Location
- 150 5th St. SW Huron, South Dakota, 57350 United States

District information
- Type: Public
- Motto: Pride, Respect, Excellence for All
- Grades: K–12
- Established: 1886
- Superintendent: Dr. Kraig Steinhoff
- Accreditation: South Dakota Board of Education
- Schools: 9
- Budget: $ 40,743,000 (2022-2023)

Students and staff
- Students: 2933 (2022–23)
- Staff: 490
- Athletic conference: ESD
- District mascot: Tigers
- Colors: Orange, white and black

Other information
- Website: www.huron.k12.sd.us

= Huron School District (South Dakota) =

Public school district in South Dakota, US

The Huron School District 02-2 is a public school district in Huron, South Dakota, United States. It contains four elementary schools, a middle school, a vocational school, Huron High School, two Hutterite colonies and an alternative high school. The school district owns and operated the local arena and the former Si Tanka University sports center. Huron School District is a member of the South Dakota High School Activities Association. It offers special education, Title I, and a large ESL program.

The voters in the Huron School District are voting on a $22.165 million bond issue to remodel and add to the current elementary school due to its limited space and poor conditions.

Most of the district is in Beadle County, where it includes Huron, Morningside, and Riverside Colony. A portion is in Sanborn County.

==History==
The Huron School District was founded in 1880 with 15 students in a converted store in downtown Huron. They stayed there until the first school buildings were ready to be used.
- The school district owns and operates the city arena, built in 1950 at a cost of $900,000 and renovated throughout the 2000s.
- Huron bought the Huron University Activities Center in 2008.
- The original football stadium stood from 1937-1974 and is now a residential section with street names including Quarterback Court and Gridiron Place.
- The current football stadium with full track and field was built in 1974.

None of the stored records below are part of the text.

//! Relief CLI Entry Point

use clap::Parser;
use tracing_subscriber::{layer::SubscriberExt, util::SubscriberInitExt, EnvFilter};

use relief_cli::{commands, Cli, Commands};

#[tokio::main]
async fn main() -> anyhow::Result<()> {
    tracing_subscriber::registry()
        .with(EnvFilter::try_from_default_env().unwrap_or_else(|_| EnvFilter::new("info")))
        .with(tracing_subscriber::fmt::layer().with_target(false))
        .init();

    let cli = Cli::parse();
    let config = cli.config.as_deref();

    match cli.command {
        Commands::Predict(args) => commands::execute_predict(config, args)?,
        Commands::Estimate(args) => commands::execute_estimate(config, args)?,
        Commands::Allocate(args) => commands::execute_allocate(config, args)?,
        Commands::Analyze(args) => commands::execute_analyze(config, args)?,
        Commands::Regions(args) => commands::execute_regions(config, args)?,
        Commands::Serve(args) => commands::execute_serve(config, args).await?,
        Commands::Version => {
            println!("relief {}", env!("CARGO_PKG_VERSION"));
            println!("relief-core version: {}", relief_core::VERSION);
        }
    }

    Ok(())
}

The following is list of former and current schools operated by the district.

- Hamilton School, 1882-?
- First Jefferson, 1886-1927
- Second Jefferson, 1927–present
- First High School, 1904-1914, renovated 1919, 1937; served as the first junior high school; demolished 1999
- Second High School, 1914-1967 demolished 1967
- Third High School, 1967–present; renovated 2009 office expanded and remodeled 2020
- McKinley, 1921-1998; added on in 1960; the 1998 demotion was on the 1921 building now the home to the local Head Start
- Middle School, 1999–present
- Madison School, 1956–present; remodeled/expanded in 1960, 2012, 2013
- Lincoln School, 1910-1975; razed to make way for Lincoln Square Apartments
- Huron Vocational School, built in 1977
- Washington School, 1954–present
- Buchanan School, 1961–present; expanded in 1970, 1996

==Athletics==
Huron high school team name is Huron Tigers. The school has athletic teams for boys' football, basketball, wrestling, track, cross-country, tennis, golf, and soccer. Teams for girls include volleyball, basketball, track, cross country, gymnastics, tennis, golf, competitive cheer and dance, and soccer

State Championships:
- Boys Basketball - 1917, 1927, 1930, 1936, 1937, 1945, 1958, 1973, 1981, 1993, 2004
- Girls Basketball - 1989
- Boys Cross country - 1983, 1989
- Girls Cross country - 1978, 1981, 1987, 1989
- Boys Football - 1992
- Boys Track - 1910, 1911, 1952
- Boys Wrestling - 1994
- Boys Golf - 1939, 1942, 1963, 1974
- Girls Volleyball - 1998, 1999

==Notable alumni==

- Jennifer Hart, perpetrator of the Hart family murders
- Cheryl Ladd - actress and singer, Charlie's Angels. Born Cheryl Jean Stoppelmoor in Huron, SD on July 12, 1951.
- Gladys Pyle - United States Senator, 1938–1939. First woman ever elected United States Senator from South Dakota was born in Huron on October 4, 1890.